Print the records below verbatim.
-------- RECORD SET
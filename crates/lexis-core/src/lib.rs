//! lexis-core - Core library for lexis.
//!
//! This crate provides the memory models, scheduling algorithms, storage
//! traits and the review engine for vocabulary spaced repetition.
//!
//! # Example
//!
//! ```ignore
//! use lexis_core::{Judgment, LexisConfig, ReviewEngine, Selection, SqliteStore};
//! use std::sync::Arc;
//!
//! let store = Arc::new(SqliteStore::new("lexis.db")?);
//! let engine = ReviewEngine::new(store, LexisConfig::default());
//!
//! if let Selection::Review(unit) = engine.select_next(learner_id, Some("cet4"))? {
//!     engine.record_judgment(learner_id, unit.sense_id, Judgment::Known)?;
//! }
//! ```

pub mod clock;
pub mod config;
pub mod engine;
pub mod error;
pub mod scheduling;
pub mod store;
pub mod types;

// Re-export commonly used types
pub use clock::{Clock, ManualClock, SystemClock};
pub use config::{LexisConfig, MemoryModelParams, PlanOrdering, StageParams};
pub use engine::{ProgressUpdater, ReviewEngine};
pub use error::{ErrorCode, LexisError, LexisResult};
pub use scheduling::{Algorithm, AlgorithmInfo, AlgorithmSettings, HalfLifeModel, StageScheduler};
pub use store::{
    CatalogStore, LearningStore, PlanStore, ProgressStore, ProgressTransaction, SettingsStore,
    SqliteStore,
};
pub use types::{
    CandidateOrder, DailyPlan, Judgment, LearnerStats, NewLexicalItem, NewSense, PlanProgress,
    Progress, ReviewUnit, Selection, SelectionOrigin, SenseBrief, SenseDetail, SenseSummary,
    UnitGroup,
};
----------------
YOUR SOLUTION
filename crates/lexis-core/src/lib.rs
//! lexis-core - Core library for lexis.
//!
//! This crate provides the memory models, scheduling algorithms, storage
//! traits and the review engine for vocabulary spaced repetition.
//!
//! # Example
//!
//! ```ignore
//! use lexis_core::{Judgment, LexisConfig, ReviewEngine, Selection, SqliteStore};
//! use std::sync::Arc;
//!
//! let store = Arc::new(SqliteStore::new("lexis.db")?);
//! let engine = ReviewEngine::new(store, LexisConfig::default());
//!
//! if let Selection::Review(unit) = engine.select_next(learner_id, Some("cet4"))? {
//!     engine.record_judgment(learner_id, unit.sense_id, Judgment::Known)?;
//! }
//! ```

pub mod clock;
pub mod config;
pub mod engine;
pub mod error;
pub mod scheduling;
pub mod store;
pub mod types;

// Re-export commonly used types
pub use clock::{Clock, ManualClock, SystemClock};
pub use config::{LexisConfig, MemoryModelParams, PlanOrdering, StageParams};
pub use engine::{ProgressUpdater, ReviewEngine};
pub use error::{ErrorCode, LexisError, LexisResult};
pub use scheduling::{Algorithm, AlgorithmInfo, AlgorithmSettings, HalfLifeModel, StageScheduler};
pub use store::{
    CatalogStore, LearningStore, PlanStore, ProgressStore, ProgressTransaction, SettingsStore,
    SqliteStore,
};
pub use types::{
    CandidateOrder, DailyPlan, Judgment, LearnerStats, NewLexicalItem, NewSense, PlanProgress,
    Progress, ReviewUnit, Selection, SelectionOrigin, SenseBrief, SenseDetail, SenseSummary,
    UnitGroup,
};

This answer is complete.